It isn’t clear what is “the plan which is in opposition to the cultural policy of the Revolution”. Up to now, what they were criticising and questioning was, in the first place, the appearance of the “grey triad” composed of Pavón-Serguera-Quesada and everything they might stand for in terms of a set-back to the national culture. Guevara goes off on another track and accuses the television of “trampling on its ethical obligations”; practically accusing them of being traitors although he quickly makes it clear that all the programs dreamed up by the “great communicator” are just fine: he does not want people to in any way to misunderstand what he is saying.

Further on, another confusing paragraph:

“… it is the people who deserve to be, who are, and who must be, the real protagonists in the war of ideas, if an instrument, which has ended up being usurped in certain respects, is not to develop another campaign of praising vulgarity, imitating the worst programs put out by the Empire (the US), and which favours the destruction of our language, which is the reflection of the clarity, structure and exercise and expression of thought.”

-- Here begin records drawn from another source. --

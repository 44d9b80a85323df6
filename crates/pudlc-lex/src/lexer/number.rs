use super::core::Lexer;
use crate::token::TokenKind;
use pudlc_util::Handler;

impl<'src> Lexer<'src> {
    /// `[0-9]+` → integer; `[0-9]+.[0-9]*` or `.[0-9]+` → float. Dispatch
    /// already guarantees the cursor is on a digit, or on a `.` immediately
    /// followed by a digit.
    pub(super) fn lex_number(&mut self, handler: &mut Handler) -> TokenKind {
        let start = self.position();
        let (start_line, start_col) = (self.line(), self.column());

        while self.current_char().is_ascii_digit() {
            self.advance();
        }

        let mut is_float = false;
        if self.current_char() == '.' {
            is_float = true;
            self.advance();
            while self.current_char().is_ascii_digit() {
                self.advance();
            }
        }

        let text = self.token_text(start);
        if is_float {
            match text.parse::<f64>() {
                Ok(v) => TokenKind::Float(v),
                Err(_) => {
                    self.report_error(
                        handler,
                        format!("malformed float literal '{text}'"),
                        start_line,
                        start_col,
                    );
                    TokenKind::Error(text.to_string())
                }
            }
        } else {
            match text.parse::<i64>() {
                Ok(v) => TokenKind::Int(v),
                Err(_) => {
                    self.report_error(
                        handler,
                        format!("malformed integer literal '{text}'"),
                        start_line,
                        start_col,
                    );
                    TokenKind::Error(text.to_string())
                }
            }
        }
    }
}

#[cfg(test)]
mod tests {
    use crate::lexer::Lexer;
    use crate::token::TokenKind;
    use pudlc_util::Handler;

    fn lex_one(src: &str) -> TokenKind {
        let mut handler = Handler::new();
        let mut lexer = Lexer::new(src);
        lexer.lex(&mut handler).kind
    }

    #[test]
    fn plain_integer() {
        assert_eq!(lex_one("42"), TokenKind::Int(42));
    }

    #[test]
    fn zero() {
        assert_eq!(lex_one("0"), TokenKind::Int(0));
    }

    #[test]
    fn float_with_fraction() {
        assert_eq!(lex_one("3.5"), TokenKind::Float(3.5));
    }

    #[test]
    fn float_with_trailing_dot() {
        assert_eq!(lex_one("5."), TokenKind::Float(5.0));
    }

    #[test]
    fn float_with_leading_dot() {
        assert_eq!(lex_one(".5"), TokenKind::Float(0.5));
    }

    #[test]
    fn number_stops_before_trailing_identifier() {
        let mut handler = Handler::new();
        let mut lexer = Lexer::new("10x");
        assert_eq!(lexer.lex(&mut handler).kind, TokenKind::Int(10));
        assert!(matches!(lexer.lex(&mut handler).kind, TokenKind::Ident(_)));
    }
}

Why? On the basis of what premises? We don’t know.

Guevara never mentions the names of Pavón-Serguera-Quesada, nor acknowledges any awareness that the centre of the debate is the general cultural policy of the country; many want to take it further than that, and demand that the problems in the production sector are looked at. Guevara directs his attack at television, which seems like a good idea to me, because a large part of the programming is rubbish and vulgar.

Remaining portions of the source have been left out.